Advanced Diagnostics and Testing
This course provides advanced knowledge in automotive diagnostics and testing procedures. It covers diagnostic tools like OBD-II scanners, oscilloscopes, multimeters, and specialized software for fault identification. Students practice diagnostic troubleshooting in simulated and real-world scenarios.
Control Systems for EVs
This elective focuses on control systems specific to electric vehicles. It includes motor control strategies, battery state estimation, regenerative braking systems, speed control algorithms, and integration with vehicle dynamics controllers. Students develop practical skills through simulations and physical testing of control systems.
Project-Based Learning Philosophy
The Auto Electrical program at Govt Polytechnic Gopeshwar Chamoli emphasizes project-based learning as a cornerstone of educational excellence. This pedagogical approach ensures that students actively engage with real-world problems, fostering critical thinking, creativity, and practical skills.

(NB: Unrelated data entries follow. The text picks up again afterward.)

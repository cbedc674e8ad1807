use std::collections::HashMap;
use std::sync::RwLock;

use shopkeep_catalog::{Category, CategoryDraft, Item, ItemDraft};
use shopkeep_core::{Entity, RecordId};

use crate::record_store::{coerce_numeric, RecordStore, StoreError};

/// In-memory document store.
///
/// Two independent collections keyed by id, like a document database with a
/// `categories` and an `items` collection. Intended for tests/dev and small
/// single-process deployments; list order is computed at read time.
#[derive(Debug, Default)]
pub struct MemoryStore {
    categories: RwLock<HashMap<RecordId, Category>>,
    items: RwLock<HashMap<RecordId, Item>>,
}

impl MemoryStore {
    pub fn new() -> Self {
        Self::default()
    }

    fn item_from_draft(id: RecordId, draft: ItemDraft) -> Result<Item, StoreError> {
        let (price, stock) = coerce_numeric(&draft)?;
        let category: RecordId = draft
            .category
            .parse()
            .map_err(|e| StoreError::InvalidDocument(format!("category reference: {e}")))?;
        Ok(Item {
            id,
            name: draft.name,
            description: draft.description,
            category,
            price,
            stock,
        })
    }
}

fn poisoned(_: impl std::fmt::Debug) -> StoreError {
    StoreError::Backend("lock poisoned".to_string())
}

/// Document collections have no index; list order is computed per read.
fn sorted_by_name<T: Entity>(values: impl Iterator<Item = T>) -> Vec<T> {
    let mut out: Vec<T> = values.collect();
    out.sort_by(|a, b| a.name().cmp(b.name()));
    out
}

impl RecordStore for MemoryStore {
    fn insert_category(&self, draft: CategoryDraft) -> Result<Category, StoreError> {
        let category = Category {
            id: RecordId::new(),
            name: draft.name,
            description: draft.description,
        };
        let mut categories = self.categories.write().map_err(poisoned)?;
        categories.insert(category.id, category.clone());
        Ok(category)
    }

    fn category(&self, id: RecordId) -> Result<Option<Category>, StoreError> {
        let categories = self.categories.read().map_err(poisoned)?;
        Ok(categories.get(&id).cloned())
    }

    fn categories(&self) -> Result<Vec<Category>, StoreError> {
        let categories = self.categories.read().map_err(poisoned)?;
        Ok(sorted_by_name(categories.values().cloned()))
    }

    fn category_by_name(&self, name: &str) -> Result<Option<Category>, StoreError> {
        let categories = self.categories.read().map_err(poisoned)?;
        Ok(categories.values().find(|c| c.name == name).cloned())
    }

    fn replace_category(
        &self,
        id: RecordId,
        draft: CategoryDraft,
    ) -> Result<Option<Category>, StoreError> {
        let mut categories = self.categories.write().map_err(poisoned)?;
        if !categories.contains_key(&id) {
            return Ok(None);
        }
        let category = Category {
            id,
            name: draft.name,
            description: draft.description,
        };
        categories.insert(id, category.clone());
        Ok(Some(category))
    }

    fn delete_category(&self, id: RecordId) -> Result<bool, StoreError> {
        let mut categories = self.categories.write().map_err(poisoned)?;
        Ok(categories.remove(&id).is_some())
    }

    fn category_count(&self) -> Result<usize, StoreError> {
        let categories = self.categories.read().map_err(poisoned)?;
        Ok(categories.len())
    }

    fn insert_item(&self, draft: ItemDraft) -> Result<Item, StoreError> {
        let item = Self::item_from_draft(RecordId::new(), draft)?;
        let mut items = self.items.write().map_err(poisoned)?;
        items.insert(item.id, item.clone());
        Ok(item)
    }

    fn item(&self, id: RecordId) -> Result<Option<Item>, StoreError> {
        let items = self.items.read().map_err(poisoned)?;
        Ok(items.get(&id).cloned())
    }

    fn items(&self) -> Result<Vec<Item>, StoreError> {
        let items = self.items.read().map_err(poisoned)?;
        Ok(sorted_by_name(items.values().cloned()))
    }

    fn item_by_name(&self, name: &str) -> Result<Option<Item>, StoreError> {
        let items = self.items.read().map_err(poisoned)?;
        Ok(items.values().find(|i| i.name == name).cloned())
    }

    fn replace_item(&self, id: RecordId, draft: ItemDraft) -> Result<Option<Item>, StoreError> {
        let mut items = self.items.write().map_err(poisoned)?;
        // A miss wins over a bad draft: callers map it to their own
        // not-found handling rather than a document error.
        if !items.contains_key(&id) {
            return Ok(None);
        }
        let item = Self::item_from_draft(id, draft)?;
        items.insert(id, item.clone());
        Ok(Some(item))
    }

    fn delete_item(&self, id: RecordId) -> Result<bool, StoreError> {
        let mut items = self.items.write().map_err(poisoned)?;
        Ok(items.remove(&id).is_some())
    }

    fn item_count(&self) -> Result<usize, StoreError> {
        let items = self.items.read().map_err(poisoned)?;
        Ok(items.len())
    }

    fn items_in_category(&self, category_id: RecordId) -> Result<Vec<Item>, StoreError> {
        let items = self.items.read().map_err(poisoned)?;
        Ok(sorted_by_name(
            items.values().filter(|i| i.category == category_id).cloned(),
        ))
    }
}

#[cfg(test)]
mod tests {
    use super::*;

    fn category_draft(name: &str) -> CategoryDraft {
        CategoryDraft {
            name: name.to_string(),
            description: "A fine description".to_string(),
        }
    }

    fn item_draft(name: &str, category: RecordId) -> ItemDraft {
        ItemDraft {
            name: name.to_string(),
            description: "A fine description".to_string(),
            category: category.to_string(),
            price: "10".to_string(),
            stock: "2".to_string(),
        }
    }

    #[test]
    fn insert_then_find_by_id_and_name() {
        let store = MemoryStore::new();
        let saved = store.insert_category(category_draft("Rings")).unwrap();

        assert_eq!(store.category(saved.id).unwrap().unwrap(), saved);
        assert_eq!(store.category_by_name("Rings").unwrap().unwrap().id, saved.id);
        assert!(store.category_by_name("Amulets").unwrap().is_none());
    }

    #[test]
    fn lists_are_name_ascending() {
        let store = MemoryStore::new();
        for name in ["Wands", "Amulets", "Rings"] {
            store.insert_category(category_draft(name)).unwrap();
        }
        let names: Vec<_> = store.categories().unwrap().into_iter().map(|c| c.name).collect();
        assert_eq!(names, vec!["Amulets", "Rings", "Wands"]);
    }

    #[test]
    fn replace_preserves_id_and_misses_return_none() {
        let store = MemoryStore::new();
        let saved = store.insert_category(category_draft("Rings")).unwrap();

        let replaced = store
            .replace_category(saved.id, category_draft("Amulets"))
            .unwrap()
            .unwrap();
        assert_eq!(replaced.id, saved.id);
        assert_eq!(replaced.name, "Amulets");

        assert!(store
            .replace_category(RecordId::new(), category_draft("Wands"))
            .unwrap()
            .is_none());
    }

    #[test]
    fn delete_reports_whether_record_existed() {
        let store = MemoryStore::new();
        let saved = store.insert_category(category_draft("Rings")).unwrap();

        assert!(store.delete_category(saved.id).unwrap());
        assert!(!store.delete_category(saved.id).unwrap());
        assert_eq!(store.category_count().unwrap(), 0);
    }

    #[test]
    fn item_insert_coerces_numeric_fields() {
        let store = MemoryStore::new();
        let category = store.insert_category(category_draft("Rings")).unwrap();
        let item = store.insert_item(item_draft("Sapphire Ring", category.id)).unwrap();

        assert_eq!(item.price, 10.0);
        assert_eq!(item.stock, 2);
        assert_eq!(item.category, category.id);
    }

    #[test]
    fn item_insert_rejects_bad_numbers_without_writing() {
        let store = MemoryStore::new();
        let category = store.insert_category(category_draft("Rings")).unwrap();
        let mut draft = item_draft("Sapphire Ring", category.id);
        draft.price = "free".to_string();

        assert!(matches!(
            store.insert_item(draft).unwrap_err(),
            StoreError::InvalidDocument(_)
        ));
        assert_eq!(store.item_count().unwrap(), 0);
    }

    #[test]
    fn item_replace_of_unknown_id_misses_even_with_bad_numbers() {
        let store = MemoryStore::new();
        let category = store.insert_category(category_draft("Rings")).unwrap();
        let mut draft = item_draft("Sapphire Ring", category.id);
        draft.price = "free".to_string();

        assert!(store.replace_item(RecordId::new(), draft).unwrap().is_none());
        assert_eq!(store.item_count().unwrap(), 0);
    }

    #[test]
    fn items_in_category_filters_and_sorts() {
        let store = MemoryStore::new();
        let rings = store.insert_category(category_draft("Rings")).unwrap();
        let wands = store.insert_category(category_draft("Wands")).unwrap();

        store.insert_item(item_draft("Sapphire Ring", rings.id)).unwrap();
        store.insert_item(item_draft("Amber Ring", rings.id)).unwrap();
        store.insert_item(item_draft("Oak Wand", wands.id)).unwrap();

        let names: Vec<_> = store
            .items_in_category(rings.id)
            .unwrap()
            .into_iter()
            .map(|i| i.name)
            .collect();
        assert_eq!(names, vec!["Amber Ring", "Sapphire Ring"]);
    }
}
//! HTTP surface: server bootstrap, routing, and view rendering.

pub mod app;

Mini-projects are introduced in the second year, allowing students to apply foundational knowledge from courses such as circuit analysis, control systems, and embedded programming. These projects typically last one semester and involve small teams working on specific challenges like building a simple electric vehicle model or designing an automated parking system.
Final-year capstone projects provide students with an opportunity to synthesize their learning across multiple disciplines. Projects are often sponsored by industry partners or initiated by faculty members based on current research interests. Students form interdisciplinary teams and collaborate closely with supervisors throughout the project lifecycle, from initial concept development to final presentation.
Project Selection Process
Students select projects through a combination of self-nomination, faculty recommendations, and industry sponsorships. The selection process considers student interest, academic performance, and availability of resources. Faculty mentors are assigned based on expertise alignment and project requirements.
Evaluation Criteria
Projects are evaluated using a rubric that includes technical proficiency, innovation, teamwork, presentation quality, and documentation standards. Regular milestone reviews ensure continuous progress and timely completion. Final presentations are conducted before a panel of faculty members and industry experts.